START The input

//! Juke CLI Library
//!
//! Remote control for a provider playback session from the terminal.
//!
//! This library exposes the command runners and config loading for testing purposes.

pub mod commands;
pub mod config;
pub mod error;

// Re-export commonly used types for convenience
pub use commands::{run_once, watch, Action, StatusReport};
pub use config::CliConfig;
pub use error::{CliError, Result};
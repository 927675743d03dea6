//! Playback endpoints of the Juke backend.

use crate::error::{ClientError, Result};
use crate::types::{ApiErrorBody, ControlBody, StateResponse};
use chrono::Utc;
use juke_core::{ControlRequest, PlaybackState, ProviderName};
use reqwest::header::AUTHORIZATION;
use reqwest::{Client, RequestBuilder, Response, StatusCode};
use tracing::{debug, warn};

const STATE_PATH: &str = "/api/v1/playback/state/";

/// Playback client for the Juke backend.
///
/// Every call returns `Ok(None)` when the backend confirms there is no active
/// playback session.
pub struct PlaybackClient<'a> {
    http: &'a Client,
    base_url: &'a str,
}

impl<'a> PlaybackClient<'a> {
    pub(crate) fn new(http: &'a Client, base_url: &'a str) -> Self {
        Self { http, base_url }
    }

    /// Get the current playback state for `provider`.
    pub async fn state(
        &self,
        auth_token: &str,
        provider: &ProviderName,
    ) -> Result<Option<PlaybackState>> {
        let url = format!("{}{}", self.base_url, STATE_PATH);
        debug!(url = %url, provider = %provider, "Fetching playback state");

        let request = self
            .http
            .get(&url)
            .query(&[("provider", provider.as_str())]);
        self.send(request, auth_token).await
    }

    /// Start or resume playback.
    pub async fn play(
        &self,
        auth_token: &str,
        request: &ControlRequest,
    ) -> Result<Option<PlaybackState>> {
        self.control("play", auth_token, request).await
    }

    /// Pause playback.
    pub async fn pause(
        &self,
        auth_token: &str,
        request: &ControlRequest,
    ) -> Result<Option<PlaybackState>> {
        self.control("pause", auth_token, request).await
    }

    /// Skip to the next track.
    pub async fn next(
        &self,
        auth_token: &str,
        request: &ControlRequest,
    ) -> Result<Option<PlaybackState>> {
        self.control("next", auth_token, request).await
    }

    /// Go back to the previous track.
    pub async fn previous(
        &self,
        auth_token: &str,
        request: &ControlRequest,
    ) -> Result<Option<PlaybackState>> {
        self.control("previous", auth_token, request).await
    }

    /// Seek within the current track.
    pub async fn seek(
        &self,
        auth_token: &str,
        request: &ControlRequest,
    ) -> Result<Option<PlaybackState>> {
        self.control("seek", auth_token, request).await
    }

    async fn control(
        &self,
        action: &str,
        auth_token: &str,
        request: &ControlRequest,
    ) -> Result<Option<PlaybackState>> {
        let url = format!("{}/api/v1/playback/{}/", self.base_url, action);
        let body = ControlBody::from(request);
        debug!(url = %url, provider = %body.provider, "Sending playback control");

        let request = self.http.post(&url).json(&body);
        self.send(request, auth_token).await
    }

    async fn send(
        &self,
        request: RequestBuilder,
        auth_token: &str,
    ) -> Result<Option<PlaybackState>> {
        let response = request
            .header(AUTHORIZATION, format!("Token {}", auth_token))
            .send()
            .await
            .map_err(ClientError::from_transport)?;

        if response.status().is_success() {
            read_state(response).await
        } else {
            Err(error_for(response).await)
        }
    }
}

/// Decode a success response. No content means no active session.
async fn read_state(response: Response) -> Result<Option<PlaybackState>> {
    if response.status() == StatusCode::NO_CONTENT {
        debug!("No active playback session");
        return Ok(None);
    }

    let text = response.text().await.map_err(ClientError::from_transport)?;
    if text.trim().is_empty() {
        debug!("No active playback session");
        return Ok(None);
    }

    let value: serde_json::Value = serde_json::from_str(&text).map_err(|e| {
        ClientError::ParseError(format!("Failed to parse playback state: {}", e))
    })?;
    if value.is_null() {
        return Ok(None);
    }

    let dto: StateResponse = serde_json::from_value(value).map_err(|e| {
        ClientError::ParseError(format!("Failed to parse playback state: {}", e))
    })?;
    Ok(dto.into_state(Utc::now()))
}

/// Classify a non-success response, preferring the backend's `detail` message
async fn error_for(response: Response) -> ClientError {
    let status = response.status();
    let text = response.text().await.unwrap_or_default();
    let message = serde_json::from_str::<ApiErrorBody>(&text)
        .ok()
        .and_then(|body| body.message())
        .unwrap_or_else(|| {
            status
                .canonical_reason()
                .unwrap_or("Playback request failed")
                .to_string()
        });

    warn!(status = status.as_u16(), error = %message, "Playback request rejected");

    match status {
        StatusCode::UNAUTHORIZED => ClientError::Unauthorized(message),
        StatusCode::BAD_REQUEST if mentions_linking(&message) => {
            ClientError::ProviderNotLinked(message)
        }
        _ => ClientError::Api {
            status: status.as_u16(),
            message,
        },
    }
}

fn mentions_linking(message: &str) -> bool {
    let message = message.to_lowercase();
    message.contains("link") || message.contains("connect")
}
//! Reconciliation poller
//!
//! Re-fetches ground truth on an interval that depends on the playing flag.
//! The engine pings `cadence` whenever that flag flips, which restarts the wait
//! with the new interval.

use crate::engine::{spawn_task, EngineCore};
use std::sync::{Arc, Weak};
use tokio::sync::Notify;
use tokio::task::JoinHandle;
use tracing::{debug, trace};

pub(crate) fn spawn(core: Weak<EngineCore>, cadence: Arc<Notify>) -> Option<JoinHandle<()>> {
    spawn_task(async move {
        loop {
            let Some(period) = core.upgrade().map(|c| c.poll_interval()) else {
                break;
            };
            trace!(period_ms = period.as_millis() as u64, "Next reconciliation poll");

            tokio::select! {
                () = tokio::time::sleep(period) => {
                    let Some(core) = core.upgrade() else {
                        break;
                    };
                    if let Err(err) = core.refresh().await {
                        // Already surfaced through the snapshot
                        debug!(error = %err, "Reconciliation poll failed");
                    }
                }
                () = cadence.notified() => {
                    trace!("Poll cadence changed");
                }
            }
        }
    })
}
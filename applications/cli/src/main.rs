/// Juke - remote playback control from the terminal
use clap::{Parser, Subcommand};
use juke_cli::{commands, Action, CliConfig};
use juke_client::JukeClient;
use juke_core::ProviderName;
use juke_playback::{PlaybackEngine, SessionStore};
use std::{path::PathBuf, sync::Arc};
use tracing_subscriber::{layer::SubscriberExt, util::SubscriberInitExt};

#[derive(Parser)]
#[command(name = "juke")]
#[command(about = "Control playback on your streaming provider", long_about = None)]
struct Cli {
    /// Configuration file path (defaults to ./juke.toml when present)
    #[arg(short, long, env = "JUKE_CONFIG")]
    config: Option<PathBuf>,

    /// Backend auth token, overrides the config file
    #[arg(long, env = "JUKE_TOKEN", hide_env_values = true)]
    token: Option<String>,

    #[command(subcommand)]
    command: Commands,
}

#[derive(Subcommand)]
enum Commands {
    /// Show the current playback session
    Status,
    /// Play a track
    Play {
        /// Track URI or provider id
        track: String,
        /// Album, artist or playlist to play the track within
        #[arg(long)]
        context: Option<String>,
        /// Provider override
        #[arg(long)]
        provider: Option<String>,
    },
    /// Play an album, artist or playlist from the start
    PlayContext {
        /// Context URI
        context: String,
        /// Provider override
        #[arg(long)]
        provider: Option<String>,
    },
    /// Pause playback
    Pause,
    /// Resume playback
    Resume,
    /// Skip to the next track
    Next,
    /// Go back to the previous track
    Previous,
    /// Seek within the current track
    Seek {
        /// Position in milliseconds
        position_ms: f64,
    },
    /// Follow the session and log changes until Ctrl+C
    Watch,
}

impl Commands {
    fn into_action(self) -> Option<Action> {
        let action = match self {
            Commands::Status => Action::Status,
            Commands::Play {
                track,
                context,
                provider,
            } => Action::Play {
                track,
                context_uri: context,
                provider: provider.map(ProviderName::new),
            },
            Commands::PlayContext { context, provider } => Action::PlayContext {
                context_uri: context,
                provider: provider.map(ProviderName::new),
            },
            Commands::Pause => Action::Pause,
            Commands::Resume => Action::Resume,
            Commands::Next => Action::Next,
            Commands::Previous => Action::Previous,
            Commands::Seek { position_ms } => Action::Seek { position_ms },
            Commands::Watch => return None,
        };
        Some(action)
    }
}

#[tokio::main]
async fn main() -> anyhow::Result<()> {
    // Initialize tracing
    tracing_subscriber::registry()
        .with(
            tracing_subscriber::EnvFilter::try_from_default_env()
                .unwrap_or_else(|_| "juke_cli=info,juke_playback=info,juke_client=info".into()),
        )
        .with(tracing_subscriber::fmt::layer().with_writer(std::io::stderr))
        .init();

    let cli = Cli::parse();

    // Load configuration
    let mut config = CliConfig::load(cli.config.as_deref())?;
    if let Some(token) = cli.token {
        config.api.token = Some(token);
    }
    config.validate()?;

    let client = JukeClient::new(config.client_config())?;
    let session = Arc::new(match config.token() {
        Some(token) => SessionStore::with_token(token),
        None => {
            tracing::warn!("No auth token configured; playback controls are disabled");
            SessionStore::new()
        }
    });
    let engine = PlaybackEngine::new(Arc::new(client), session.clone(), config.sync.clone());

    match cli.command.into_action() {
        Some(action) => {
            let report = commands::run_once(&engine, action).await?;
            println!("{}", serde_json::to_string_pretty(&report)?);
        }
        None => {
            engine.follow_session(&session);
            commands::watch(&engine, async {
                if let Err(err) = tokio::signal::ctrl_c().await {
                    tracing::error!("Failed to listen for Ctrl+C: {}", err);
                    std::future::pending::<()>().await;
                }
            })
            .await?;
        }
    }

    Ok(())
}
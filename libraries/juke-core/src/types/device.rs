/// Provider-side output device
use serde::{Deserialize, Serialize};

/// The device the provider is currently playing on
#[derive(Debug, Clone, Default, PartialEq, Eq, Serialize, Deserialize)]
pub struct Device {
    /// Provider device id, used to target control calls
    pub id: Option<String>,

    /// Display name (e.g., "Kitchen speaker")
    pub name: Option<String>,

    /// Provider device category (e.g., "Computer", "Smartphone")
    #[serde(default, skip_serializing_if = "Option::is_none")]
    pub device_type: Option<String>,

    /// Volume in percent, if the provider reports it
    #[serde(default, skip_serializing_if = "Option::is_none")]
    pub volume_percent: Option<u8>,

    /// Whether this is the active device
    #[serde(default)]
    pub is_active: bool,
}

impl Device {
    /// Create a device with an id and display name
    pub fn new(id: impl Into<String>, name: impl Into<String>) -> Self {
        Self {
            id: Some(id.into()),
            name: Some(name.into()),
            device_type: None,
            volume_percent: None,
            is_active: true,
        }
    }

    /// Device id if non-blank
    pub fn control_id(&self) -> Option<&str> {
        self.id.as_deref().filter(|id| !id.trim().is_empty())
    }
}
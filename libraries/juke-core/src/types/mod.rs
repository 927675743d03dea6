mod control;
mod device;
mod ids;
mod playback_state;
mod track;

pub use control::ControlRequest;
pub use device::Device;
pub use ids::ProviderName;
pub use playback_state::{clamp_progress, PlaybackState};
pub use track::{Album, Artist, Track};
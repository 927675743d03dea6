/// CLI error types
use juke_client::ClientError;
use juke_playback::PlaybackError;
use thiserror::Error;

pub type Result<T> = std::result::Result<T, CliError>;

#[derive(Debug, Error)]
pub enum CliError {
    #[error("Configuration error: {0}")]
    Config(String),

    #[error("Backend client error: {0}")]
    Client(#[from] ClientError),

    #[error("Playback error: {0}")]
    Playback(#[from] PlaybackError),

    #[error("Output error: {0}")]
    Output(#[from] serde_json::Error),
}

impl From<config::ConfigError> for CliError {
    fn from(err: config::ConfigError) -> Self {
        CliError::Config(err.to_string())
    }
}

END The input

*Task goal*: Set down precisely the lines above between the line holding "pub mod error;" and the line holding "use chrono::Utc;", inclusive, and nothing beyond them.

*Reply to the exercise*:
pub mod error;

// Re-export commonly used types for convenience
pub use commands::{run_once, watch, Action, StatusReport};
pub use config::CliConfig;
pub use error::{CliError, Result};
repository 927675743d03dea6
//! Playback endpoints of the Juke backend.

use crate::error::{ClientError, Result};
use crate::types::{ApiErrorBody, ControlBody, StateResponse};
use chrono::Utc;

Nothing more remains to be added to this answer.